*** Task material Section Begins ***
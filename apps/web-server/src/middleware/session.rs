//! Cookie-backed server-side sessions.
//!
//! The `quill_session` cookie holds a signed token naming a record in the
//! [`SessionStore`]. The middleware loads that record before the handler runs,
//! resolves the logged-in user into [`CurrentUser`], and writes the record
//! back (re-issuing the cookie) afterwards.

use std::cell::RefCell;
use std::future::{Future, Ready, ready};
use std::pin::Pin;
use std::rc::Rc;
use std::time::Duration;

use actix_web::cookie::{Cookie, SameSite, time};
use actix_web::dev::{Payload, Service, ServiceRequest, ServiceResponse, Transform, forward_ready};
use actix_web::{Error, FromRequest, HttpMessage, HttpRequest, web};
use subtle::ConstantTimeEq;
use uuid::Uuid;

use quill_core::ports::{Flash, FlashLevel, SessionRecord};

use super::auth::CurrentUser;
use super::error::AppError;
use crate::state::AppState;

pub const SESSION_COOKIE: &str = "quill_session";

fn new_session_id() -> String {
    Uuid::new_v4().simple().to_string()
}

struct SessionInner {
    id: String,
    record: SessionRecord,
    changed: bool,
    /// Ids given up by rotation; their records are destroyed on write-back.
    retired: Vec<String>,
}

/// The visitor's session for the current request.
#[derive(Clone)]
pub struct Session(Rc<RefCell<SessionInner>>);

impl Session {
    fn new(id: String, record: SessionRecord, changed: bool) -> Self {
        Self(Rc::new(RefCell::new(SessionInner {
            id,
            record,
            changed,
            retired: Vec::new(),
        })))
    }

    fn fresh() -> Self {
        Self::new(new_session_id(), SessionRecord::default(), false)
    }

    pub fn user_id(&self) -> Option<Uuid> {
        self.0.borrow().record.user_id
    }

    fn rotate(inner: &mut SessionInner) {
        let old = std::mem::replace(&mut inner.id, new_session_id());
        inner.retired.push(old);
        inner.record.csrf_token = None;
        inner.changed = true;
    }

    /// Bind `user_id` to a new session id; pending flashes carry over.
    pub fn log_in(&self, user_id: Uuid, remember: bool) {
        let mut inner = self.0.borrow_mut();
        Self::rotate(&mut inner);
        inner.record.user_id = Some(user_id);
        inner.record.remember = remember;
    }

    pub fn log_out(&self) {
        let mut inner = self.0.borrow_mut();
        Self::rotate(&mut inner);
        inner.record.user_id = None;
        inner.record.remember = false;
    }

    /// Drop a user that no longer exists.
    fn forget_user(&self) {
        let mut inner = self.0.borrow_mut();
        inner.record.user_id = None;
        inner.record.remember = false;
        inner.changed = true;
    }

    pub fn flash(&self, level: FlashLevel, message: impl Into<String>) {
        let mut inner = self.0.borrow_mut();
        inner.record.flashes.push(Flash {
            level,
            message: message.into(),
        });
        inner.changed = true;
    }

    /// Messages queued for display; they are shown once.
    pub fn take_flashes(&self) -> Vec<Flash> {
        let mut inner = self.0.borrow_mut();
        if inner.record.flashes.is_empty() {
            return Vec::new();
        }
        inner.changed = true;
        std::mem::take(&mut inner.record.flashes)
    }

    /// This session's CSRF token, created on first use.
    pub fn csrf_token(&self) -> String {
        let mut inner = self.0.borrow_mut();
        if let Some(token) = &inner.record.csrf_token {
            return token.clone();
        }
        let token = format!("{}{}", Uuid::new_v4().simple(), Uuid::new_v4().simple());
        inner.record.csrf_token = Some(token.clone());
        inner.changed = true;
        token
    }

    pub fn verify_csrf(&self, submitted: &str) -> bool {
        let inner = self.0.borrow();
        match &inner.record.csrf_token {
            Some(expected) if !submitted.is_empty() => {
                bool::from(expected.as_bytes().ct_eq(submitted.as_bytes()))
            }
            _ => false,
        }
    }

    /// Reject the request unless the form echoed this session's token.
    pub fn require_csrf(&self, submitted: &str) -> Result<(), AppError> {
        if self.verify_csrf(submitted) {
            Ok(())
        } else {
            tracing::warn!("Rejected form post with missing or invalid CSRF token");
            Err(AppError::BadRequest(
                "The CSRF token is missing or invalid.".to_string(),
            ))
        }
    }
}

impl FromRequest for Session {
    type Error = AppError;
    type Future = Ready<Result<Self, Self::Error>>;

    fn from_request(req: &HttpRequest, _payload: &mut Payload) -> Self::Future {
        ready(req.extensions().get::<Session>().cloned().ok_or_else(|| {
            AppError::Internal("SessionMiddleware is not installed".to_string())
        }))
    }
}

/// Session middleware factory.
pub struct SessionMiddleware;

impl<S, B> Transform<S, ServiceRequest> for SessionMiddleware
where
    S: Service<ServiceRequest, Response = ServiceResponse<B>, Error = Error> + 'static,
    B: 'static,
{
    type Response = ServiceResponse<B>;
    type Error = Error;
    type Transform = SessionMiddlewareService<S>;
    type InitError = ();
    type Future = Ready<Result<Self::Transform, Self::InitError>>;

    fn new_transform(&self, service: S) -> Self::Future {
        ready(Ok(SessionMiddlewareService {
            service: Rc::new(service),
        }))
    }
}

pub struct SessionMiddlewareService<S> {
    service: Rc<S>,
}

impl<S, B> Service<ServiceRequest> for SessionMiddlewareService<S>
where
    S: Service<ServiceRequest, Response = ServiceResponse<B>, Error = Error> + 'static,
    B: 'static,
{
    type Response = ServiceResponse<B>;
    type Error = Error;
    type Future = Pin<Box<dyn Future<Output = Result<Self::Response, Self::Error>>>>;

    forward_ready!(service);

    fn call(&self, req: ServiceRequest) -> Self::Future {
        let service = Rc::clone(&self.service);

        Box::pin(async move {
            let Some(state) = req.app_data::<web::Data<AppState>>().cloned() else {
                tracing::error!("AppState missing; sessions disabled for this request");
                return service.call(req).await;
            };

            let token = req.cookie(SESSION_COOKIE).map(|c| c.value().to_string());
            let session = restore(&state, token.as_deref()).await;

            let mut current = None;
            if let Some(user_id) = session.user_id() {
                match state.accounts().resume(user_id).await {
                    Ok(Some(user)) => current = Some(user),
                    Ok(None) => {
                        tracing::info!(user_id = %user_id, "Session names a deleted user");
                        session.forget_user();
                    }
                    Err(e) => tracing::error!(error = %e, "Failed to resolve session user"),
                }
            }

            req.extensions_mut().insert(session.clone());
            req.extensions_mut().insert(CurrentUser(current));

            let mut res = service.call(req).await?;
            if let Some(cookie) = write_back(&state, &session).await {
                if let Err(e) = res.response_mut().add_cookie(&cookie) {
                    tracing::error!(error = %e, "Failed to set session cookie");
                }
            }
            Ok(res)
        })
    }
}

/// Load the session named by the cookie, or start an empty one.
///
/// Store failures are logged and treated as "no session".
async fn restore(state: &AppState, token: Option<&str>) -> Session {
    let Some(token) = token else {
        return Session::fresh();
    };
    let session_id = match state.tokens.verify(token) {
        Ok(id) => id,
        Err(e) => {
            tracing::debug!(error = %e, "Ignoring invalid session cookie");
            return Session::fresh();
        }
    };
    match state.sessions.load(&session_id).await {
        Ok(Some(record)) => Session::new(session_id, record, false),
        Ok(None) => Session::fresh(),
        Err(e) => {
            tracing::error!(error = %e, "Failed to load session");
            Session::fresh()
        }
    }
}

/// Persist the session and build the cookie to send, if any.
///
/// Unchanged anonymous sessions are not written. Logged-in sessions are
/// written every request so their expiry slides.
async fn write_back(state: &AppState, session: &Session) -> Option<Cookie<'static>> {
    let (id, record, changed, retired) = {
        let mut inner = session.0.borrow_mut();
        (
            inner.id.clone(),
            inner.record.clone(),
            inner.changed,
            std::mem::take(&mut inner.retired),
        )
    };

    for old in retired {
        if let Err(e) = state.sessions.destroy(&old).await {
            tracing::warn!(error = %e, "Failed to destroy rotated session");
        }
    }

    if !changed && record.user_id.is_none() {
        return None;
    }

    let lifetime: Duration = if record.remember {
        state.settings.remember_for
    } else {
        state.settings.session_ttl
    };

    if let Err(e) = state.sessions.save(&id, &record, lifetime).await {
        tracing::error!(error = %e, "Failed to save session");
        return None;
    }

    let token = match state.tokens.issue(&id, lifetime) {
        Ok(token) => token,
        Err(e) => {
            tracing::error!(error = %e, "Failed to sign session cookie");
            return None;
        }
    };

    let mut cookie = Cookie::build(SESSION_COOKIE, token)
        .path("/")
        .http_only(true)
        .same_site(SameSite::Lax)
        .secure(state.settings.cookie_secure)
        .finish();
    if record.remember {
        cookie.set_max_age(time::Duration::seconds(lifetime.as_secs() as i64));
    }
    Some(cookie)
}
*** Task material Section Ends ***
**Assignment**
I'd like an exact copy of the lines above, from the very first one through the line that contains "fn fresh() ->", with nothing else added.

**Exercise answer**
filename apps/web-server/src/middleware/session.rs
//! Cookie-backed server-side sessions.
//!
//! The `quill_session` cookie holds a signed token naming a record in the
//! [`SessionStore`]. The middleware loads that record before the handler runs,
//! resolves the logged-in user into [`CurrentUser`], and writes the record
//! back (re-issuing the cookie) afterwards.

use std::cell::RefCell;
use std::future::{Future, Ready, ready};
use std::pin::Pin;
use std::rc::Rc;
use std::time::Duration;

use actix_web::cookie::{Cookie, SameSite, time};
use actix_web::dev::{Payload, Service, ServiceRequest, ServiceResponse, Transform, forward_ready};
use actix_web::{Error, FromRequest, HttpMessage, HttpRequest, web};
use subtle::ConstantTimeEq;
use uuid::Uuid;

use quill_core::ports::{Flash, FlashLevel, SessionRecord};

use super::auth::CurrentUser;
use super::error::AppError;
use crate::state::AppState;

pub const SESSION_COOKIE: &str = "quill_session";

fn new_session_id() -> String {
    Uuid::new_v4().simple().to_string()
}

struct SessionInner {
    id: String,
    record: SessionRecord,
    changed: bool,
    /// Ids given up by rotation; their records are destroyed on write-back.
    retired: Vec<String>,
}

/// The visitor's session for the current request.
#[derive(Clone)]
pub struct Session(Rc<RefCell<SessionInner>>);

impl Session {
    fn new(id: String, record: SessionRecord, changed: bool) -> Self {
        Self(Rc::new(RefCell::new(SessionInner {
            id,
            record,
            changed,
            retired: Vec::new(),
        })))
    }

    fn fresh() -> Self {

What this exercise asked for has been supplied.